Эстек-пестек — рифмованная присказка, не имеющая смысла.

Ямак (тур.) — буквально: помощник, солдат вспомогательных войск, обслуживающих гарнизон крепостей и фортов.

Янычары — по-турецки, ени чери (новое войско) — пехотное войско гвардейского значения в Оттоманской империи, созданное султаном Мурадом около 1360 года и существовавшее до 1826 года; в момент образования оно было «новым» по сравнению с созданной до этого, при Орхане I, пехотой «яя».

Янычар-агаси (тур.) — начальник янычарского корпуса.

Ятсы-намаз — мусульманская молитва, совершаемая после заката солнца.

Ссылки

[[1]] Восстание крестьян в Анатолии в 1599-1602 годах.

[[2]] Слово римского сенатора Катона Старшего, который все свои речи заканчивал призывом к войне с Карфагеном.

[[3]] Речь идет о короле Швеции Густаве-Адольфе. «Мемуары Ришелье».

[[4]] Фердинанд II Габсбург.

[[5]] Мохмед II Завоеватель — турецкий султан в 1451-1481 годах.

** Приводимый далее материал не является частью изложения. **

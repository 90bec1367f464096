//! Core domain types for the A2UI client

pub mod agent;
pub mod directive;
pub mod event;
pub mod message;
pub mod surface;
pub mod value;

pub use agent::{AgentCapabilities, AgentCard, AgentProvider, AgentSkill};
pub use directive::{
    is_directive_value, is_valid_component_entry, A2uiMessage, BeginRendering, ComponentEntry,
    DataModelUpdate, DeleteSurface, SurfaceUpdate, INBOUND_DIRECTIVE_KEYS,
};
pub use event::{SemanticEvent, SemanticEventName};
pub use message::{FileContent, Message, Part, Role, A2UI_EXTENSION_URI, A2UI_MIME_TYPE};
pub use surface::{binding_path, is_binding, ComponentNode, Surface};
pub use value::{pack, unpack, DataValue};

В 1453 году захватил Константинополь.

[[6]] То есть бессмысленные слова (турецкое выражение).

[[7]] Буква эта у турок — символ одного из мистических имен аллаха.

[[8]] Стереотипное начало турецких сказок, соответствующее русскому «жили-были».

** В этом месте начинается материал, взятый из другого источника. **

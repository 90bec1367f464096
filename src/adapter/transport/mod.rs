//! Transport adapters

pub mod http;

#[cfg(feature = "http-client")]
pub use http::A2uiHttpClient;
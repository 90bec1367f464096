//! Client interface traits

use async_trait::async_trait;
use serde_json::Value;

use crate::domain::{A2uiError, AgentCard, Part};

/// An async trait defining the methods an A2UI-capable A2A client
/// should implement
#[async_trait]
pub trait AsyncA2uiClient: Send + Sync {
    /// Send a raw request body to the server and get the raw response
    async fn send_raw_request<'a>(&self, request: &'a str) -> Result<String, A2uiError>;

    /// Send message parts to the agent and return the full JSON-RPC
    /// response envelope (the normalizer consumes it as-is)
    async fn send_parts(&self, parts: Vec<Part>) -> Result<Value, A2uiError>;

    /// Fetch the agent's card from its well-known endpoint
    async fn agent_card(&self) -> Result<AgentCard, A2uiError>;
}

[[9]] Выражение, соответствующее русскому: «остаться у разбитого корыта».

[[10]] Речь идет о морской битве турок с испанцами и итальянцами при Лепанто в 1571 году. Эскадра Хуана Австрийского разбила турецкий флот, считавшийся до этого сражения непобедимым. Сервантес, участник этого сражения, впоследствии отметил в «Дон-Кихоте», что в тот день «разрушено было ложное убеждение всего мира и всех народов в непобедимости турок на море… осрамлена была оттоманская спесь и гордыня».

[[11]] В 1514 году.

[[12]] «Христос!» — так начинали обычно в старой Грузии текст документов и писем.

[[13]] Знак уважения к старшему.

[[14]] Подразумевается шах Аббас, «лев Ирана».

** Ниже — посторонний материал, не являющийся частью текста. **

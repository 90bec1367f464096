use serde::{Deserialize, Serialize};
use serde_json::{Map, Value};
use uuid::Uuid;

use crate::domain::core::message::Part;
use crate::domain::protocols::json_rpc::JsonRpcError;

/// Catalog ids this client declares in its capabilities metadata.
pub const STANDARD_CATALOG_ID: &str =
    "https://github.com/google/A2UI/blob/main/specification/0.8/json/standard_catalog_definition.json";

/// Request to send a task message (`tasks/send`)
#[derive(Debug, Clone, Serialize, Deserialize)]
pub struct SendTaskRequest {
    pub jsonrpc: String,
    #[serde(skip_serializing_if = "Option::is_none")]
    pub id: Option<Value>,
    pub method: String,
    pub params: TaskSendParams,
}

impl SendTaskRequest {
    pub fn new(params: TaskSendParams) -> Self {
        Self {
            jsonrpc: "2.0".to_string(),
            id: Some(Value::String(format!("req-{}", Uuid::new_v4()))),
            method: "tasks/send".to_string(),
            params,
        }
    }
}

/// Parameters of a `tasks/send` request
#[derive(Debug, Clone, Serialize, Deserialize)]
pub struct TaskSendParams {
    pub id: String,
    #[serde(skip_serializing_if = "Option::is_none", rename = "sessionId")]
    pub session_id: Option<String>,
    pub message: OutboundMessage,
}

impl TaskSendParams {
    /// Build params for a fresh user message with generated message and
    /// session ids.
    pub fn for_user_parts(parts: Vec<Part>, metadata: Option<Map<String, Value>>) -> Self {
        Self {
            id: format!("msg-{}", Uuid::new_v4()),
            session_id: Some(format!("sess-{}", Uuid::new_v4())),
            message: OutboundMessage::user(parts, metadata),
        }
    }
}

/// The user message as serialized on the outbound wire.
///
/// Parts go out in the legacy `type`-tagged shape the server expects,
/// converted from the client's `kind`-tagged [`Part`] model.
#[derive(Debug, Clone, Serialize, Deserialize)]
pub struct OutboundMessage {
    pub role: String,
    pub parts: Vec<WirePart>,
    #[serde(skip_serializing_if = "Option::is_none")]
    pub metadata: Option<Map<String, Value>>,
}

impl OutboundMessage {
    pub fn user(parts: Vec<Part>, metadata: Option<Map<String, Value>>) -> Self {
        Self {
            role: "user".to_string(),
            parts: parts.into_iter().map(WirePart::from).collect(),
            metadata,
        }
    }
}

/// One outbound part in legacy wire form: `{type, text?, data?, metadata}`.
/// `metadata` serializes explicitly (null when absent), matching the
/// server's expected shape.
#[derive(Debug, Clone, Serialize, Deserialize)]
pub struct WirePart {
    #[serde(rename = "type")]
    pub part_type: String,
    #[serde(skip_serializing_if = "Option::is_none")]
    pub text: Option<String>,
    #[serde(skip_serializing_if = "Option::is_none")]
    pub data: Option<Map<String, Value>>,
    pub metadata: Option<Map<String, Value>>,
}

impl From<Part> for WirePart {
    fn from(part: Part) -> Self {
        match part {
            Part::Text { text, metadata } => Self {
                part_type: "text".to_string(),
                text: Some(text),
                data: None,
                metadata,
            },
            Part::Data { data, metadata } => Self {
                part_type: "data".to_string(),
                text: None,
                data: Some(data),
                metadata,
            },
            Part::File { file, metadata } => Self {
                part_type: "file".to_string(),
                text: None,
                data: serde_json::to_value(&file)
                    .ok()
                    .and_then(|v| v.as_object().cloned()),
                metadata,
            },
        }
    }
}

/// Response to a `tasks/send` request. The result is kept raw: the
/// normalizer consumes the whole response envelope as JSON.
#[derive(Debug, Clone, Serialize, Deserialize)]
pub struct SendTaskResponse {
    pub jsonrpc: String,
    #[serde(skip_serializing_if = "Option::is_none")]
    pub id: Option<Value>,
    #[serde(skip_serializing_if = "Option::is_none")]
    pub result: Option<Value>,
    #[serde(skip_serializing_if = "Option::is_none")]
    pub error: Option<JsonRpcError>,
}

/// Metadata advertising the catalogs this client can render
pub fn client_capabilities_metadata() -> Map<String, Value> {
    let mut metadata = Map::new();
    metadata.insert(
        "a2uiClientCapabilities".to_string(),
        serde_json::json!({ "supportedCatalogIds": [STANDARD_CATALOG_ID] }),
    );
    metadata
}

#[cfg(test)]
mod tests {
    use super::*;
    use serde_json::json;

    #[test]
    fn test_request_wire_shape() {
        let request = SendTaskRequest::new(TaskSendParams::for_user_parts(
            vec![Part::text("show sales".to_string())],
            Some(client_capabilities_metadata()),
        ));
        let value = serde_json::to_value(&request).unwrap();

        assert_eq!(value["jsonrpc"], json!("2.0"));
        assert_eq!(value["method"], json!("tasks/send"));
        assert!(value["id"].as_str().unwrap().starts_with("req-"));
        assert!(value["params"]["id"].as_str().unwrap().starts_with("msg-"));
        assert!(value["params"]["sessionId"]
            .as_str()
            .unwrap()
            .starts_with("sess-"));
        assert_eq!(value["params"]["message"]["role"], json!("user"));

        let part = &value["params"]["message"]["parts"][0];
        assert_eq!(part["type"], json!("text"));
        assert_eq!(part["text"], json!("show sales"));
        assert_eq!(part["metadata"], Value::Null);

        assert_eq!(
            value["params"]["message"]["metadata"]["a2uiClientCapabilities"]
                ["supportedCatalogIds"][0],
            json!(STANDARD_CATALOG_ID)
        );
    }

    #[test]
    fn test_data_part_keeps_payload() {
        let mut data = Map::new();
        data.insert("name".to_string(), json!("graph.point.selected"));
        let wire = WirePart::from(Part::a2ui_data(data));

        assert_eq!(wire.part_type, "data");
        assert_eq!(wire.data.unwrap()["name"], json!("graph.point.selected"));
        assert_eq!(
            wire.metadata.unwrap()["mimeType"],
            json!("application/json+a2ui")
        );
    }
}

[[15]] Подразумевается Александр Македонский.

[[16]] Эти слова принадлежат Абу-Хасану Харакани, автору «Нурал-Улум» («Свет наук»), жившему в IV веке.

[[17]] Исфахан — половина мира (перс.).

[[18]] Адам Олеарий пишет, что «умер шах Аббас в 1629 году, на 63 году от рождения и после 45 лет правления. Тело свое велел предать погребению в особом, указанном им месте; для того же, чтоб не знали где он лежит, отвезены три гроба в разные места, именно: в Ардебиль, Мешед (Мешхед) и Вавилон, и погребено там. Большинство же полагает, что тело его отвезено в Вавилон и погребено там в Неджефе, где находится гробница Аали (святого)».

[[19]] 1629 год.

[[20]] «Милости просим, верховный везир!» (тур.).

[[21]] «Ты что хочешь: сорок клинков или сорок лошаков?» — стереотипная фраза, с которой обыкновенно обращаются к разоблаченному злому гению сказки (тур.).

[[22]] Старинный грузинский обычай — друзья скоблят серебро в чашу, полную вина, и в знак вечной дружбы выпивают вместе, после чего считаются побратимами.

[[23]] Георгий Саакадзе не ошибся. По возвращении из Анатолийского похода Хозрев-паши султан Мурад IV в гневе казнил его за вероломное убийство Великого Моурави.